§ YOUR ASSIGNMENT: Please reproduce the full listing exactly, with nothing added.

(SUPPLIED RECORDS Opens)

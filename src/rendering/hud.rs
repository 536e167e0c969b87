//! Score display: two text labels and the reset control.

use bevy::prelude::*;

use crate::core::components::{HighScoreText, ResetButton, ScoreText};
use crate::core::config::{GameConfig, ScreenPoint};
use crate::gameplay::session::ScoreState;
use crate::rendering::assets::GameAssets;
use crate::rendering::palette;

pub fn score_label(score: u32) -> String {
    format!("score: {score}")
}

pub fn high_score_label(high_score: u32) -> String {
    format!("high score: {high_score}")
}

fn anchored(at: ScreenPoint) -> Node {
    Node {
        position_type: PositionType::Absolute,
        left: Val::Px(at.x),
        top: Val::Px(at.y),
        ..default()
    }
}

pub fn spawn_hud(
    commands: &mut Commands,
    cfg: &GameConfig,
    assets: Option<&GameAssets>,
    score: &ScoreState,
) {
    let font = TextFont {
        font_size: cfg.hud.font_size,
        ..default()
    };
    commands.spawn((
        ScoreText,
        Text::new(score_label(score.score)),
        font.clone(),
        TextColor(palette::HUD_TEXT),
        anchored(cfg.hud.score),
    ));
    commands.spawn((
        HighScoreText,
        Text::new(high_score_label(score.high_score)),
        font,
        TextColor(palette::HUD_TEXT),
        anchored(cfg.hud.high_score),
    ));

    // Configured position is the button centre.
    let size = cfg.hud.reset_button_size;
    let mut button = commands.spawn((
        ResetButton,
        Button,
        Node {
            width: Val::Px(size.x),
            height: Val::Px(size.y),
            justify_content: JustifyContent::Center,
            align_items: AlignItems::Center,
            ..anchored(ScreenPoint::new(
                cfg.hud.reset_button.x - size.x * 0.5,
                cfg.hud.reset_button.y - size.y * 0.5,
            ))
        },
        BackgroundColor(palette::BUTTON_IDLE),
    ));
    match assets {
        Some(a) => {
            button.insert(ImageNode::new(a.reset_button.clone()));
        }
        None => {
            button.with_children(|p| {
                p.spawn((
                    Text::new("reset"),
                    TextFont {
                        font_size: 16.0,
                        ..default()
                    },
                    TextColor(Color::WHITE),
                ));
            });
        }
    }
}

/// Rewrite both labels when their text differs.
pub fn write_labels(
    score: &ScoreState,
    score_text: Option<Mut<Text>>,
    high_score_text: Option<Mut<Text>>,
) {
    if let Some(mut text) = score_text {
        let label = score_label(score.score);
        if text.0 != label {
            text.0 = label;
        }
    }
    if let Some(mut text) = high_score_text {
        let label = high_score_label(score.high_score);
        if text.0 != label {
            text.0 = label;
        }
    }
}

#[cfg(test)]
mod tests {
    use super::*;

    #[test]
    fn labels_match_display_format() {
        assert_eq!(score_label(0), "score: 0");
        assert_eq!(score_label(12), "score: 12");
        assert_eq!(high_score_label(7), "high score: 7");
    }

    #[test]
    fn spawn_hud_creates_labels_and_button() {
        let mut world = World::new();
        let cfg = GameConfig::default();
        {
            let mut queue = bevy::ecs::world::CommandQueue::default();
            let mut commands = Commands::new(&mut queue, &world);
            spawn_hud(
                &mut commands,
                &cfg,
                None,
                &ScoreState {
                    score: 3,
                    high_score: 9,
                },
            );
            drop(commands);
            queue.apply(&mut world);
        }
        let mut q = world.query_filtered::<&Text, With<ScoreText>>();
        assert_eq!(q.iter(&world).next().unwrap().0, "score: 3");
        let mut q = world.query_filtered::<&Text, With<HighScoreText>>();
        assert_eq!(q.iter(&world).next().unwrap().0, "high score: 9");
        let mut q = world.query_filtered::<&Node, With<ResetButton>>();
        let node = q.iter(&world).next().unwrap();
        assert_eq!(node.left, Val::Px(337.0));
        assert_eq!(node.top, Val::Px(18.0));
    }
}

(SUPPLIED RECORDS Closes)

§ RESULT FOR THIS TASK:
filename src/rendering/hud.rs
repository 536e167e0c969b87
//! Score display: two text labels and the reset control.

use bevy::prelude::*;

use crate::core::components::{HighScoreText, ResetButton, ScoreText};
use crate::core::config::{GameConfig, ScreenPoint};
use crate::gameplay::session::ScoreState;
use crate::rendering::assets::GameAssets;
use crate::rendering::palette;

pub fn score_label(score: u32) -> String {
    format!("score: {score}")
}

pub fn high_score_label(high_score: u32) -> String {
    format!("high score: {high_score}")
}

fn anchored(at: ScreenPoint) -> Node {
    Node {
        position_type: PositionType::Absolute,
        left: Val::Px(at.x),
        top: Val::Px(at.y),
        ..default()
    }
}

pub fn spawn_hud(
    commands: &mut Commands,
    cfg: &GameConfig,
    assets: Option<&GameAssets>,
    score: &ScoreState,
) {
    let font = TextFont {
        font_size: cfg.hud.font_size,
        ..default()
    };
    commands.spawn((
        ScoreText,
        Text::new(score_label(score.score)),
        font.clone(),
        TextColor(palette::HUD_TEXT),
        anchored(cfg.hud.score),
    ));
    commands.spawn((
        HighScoreText,
        Text::new(high_score_label(score.high_score)),
        font,
        TextColor(palette::HUD_TEXT),
        anchored(cfg.hud.high_score),
    ));

    // Configured position is the button centre.
    let size = cfg.hud.reset_button_size;
    let mut button = commands.spawn((
        ResetButton,
        Button,
        Node {
            width: Val::Px(size.x),
            height: Val::Px(size.y),
            justify_content: JustifyContent::Center,
            align_items: AlignItems::Center,
            ..anchored(ScreenPoint::new(
                cfg.hud.reset_button.x - size.x * 0.5,
                cfg.hud.reset_button.y - size.y * 0.5,
            ))
        },
        BackgroundColor(palette::BUTTON_IDLE),
    ));
    match assets {
        Some(a) => {
            button.insert(ImageNode::new(a.reset_button.clone()));
        }
        None => {
            button.with_children(|p| {
                p.spawn((
                    Text::new("reset"),
                    TextFont {
                        font_size: 16.0,
                        ..default()
                    },
                    TextColor(Color::WHITE),
                ));
            });
        }
    }
}

/// Rewrite both labels when their text differs.
pub fn write_labels(
    score: &ScoreState,
    score_text: Option<Mut<Text>>,
    high_score_text: Option<Mut<Text>>,
) {
    if let Some(mut text) = score_text {
        let label = score_label(score.score);
        if text.0 != label {
            text.0 = label;
        }
    }
    if let Some(mut text) = high_score_text {
        let label = high_score_label(score.high_score);
        if text.0 != label {
            text.0 = label;
        }
    }
}

#[cfg(test)]
mod tests {
    use super::*;

    #[test]
    fn labels_match_display_format() {
        assert_eq!(score_label(0), "score: 0");
        assert_eq!(score_label(12), "score: 12");
        assert_eq!(high_score_label(7), "high score: 7");
    }

    #[test]
    fn spawn_hud_creates_labels_and_button() {
        let mut world = World::new();
        let cfg = GameConfig::default();
        {
            let mut queue = bevy::ecs::world::CommandQueue::default();
            let mut commands = Commands::new(&mut queue, &world);
            spawn_hud(
                &mut commands,
                &cfg,
                None,
                &ScoreState {
                    score: 3,
                    high_score: 9,
                },
            );
            drop(commands);
            queue.apply(&mut world);
        }
        let mut q = world.query_filtered::<&Text, With<ScoreText>>();
        assert_eq!(q.iter(&world).next().unwrap().0, "score: 3");
        let mut q = world.query_filtered::<&Text, With<HighScoreText>>();
        assert_eq!(q.iter(&world).next().unwrap().0, "high score: 9");
        let mut q = world.query_filtered::<&Node, With<ResetButton>>();
        let node = q.iter(&world).next().unwrap();
        assert_eq!(node.left, Val::Px(337.0));
        assert_eq!(node.top, Val::Px(18.0));
    }
}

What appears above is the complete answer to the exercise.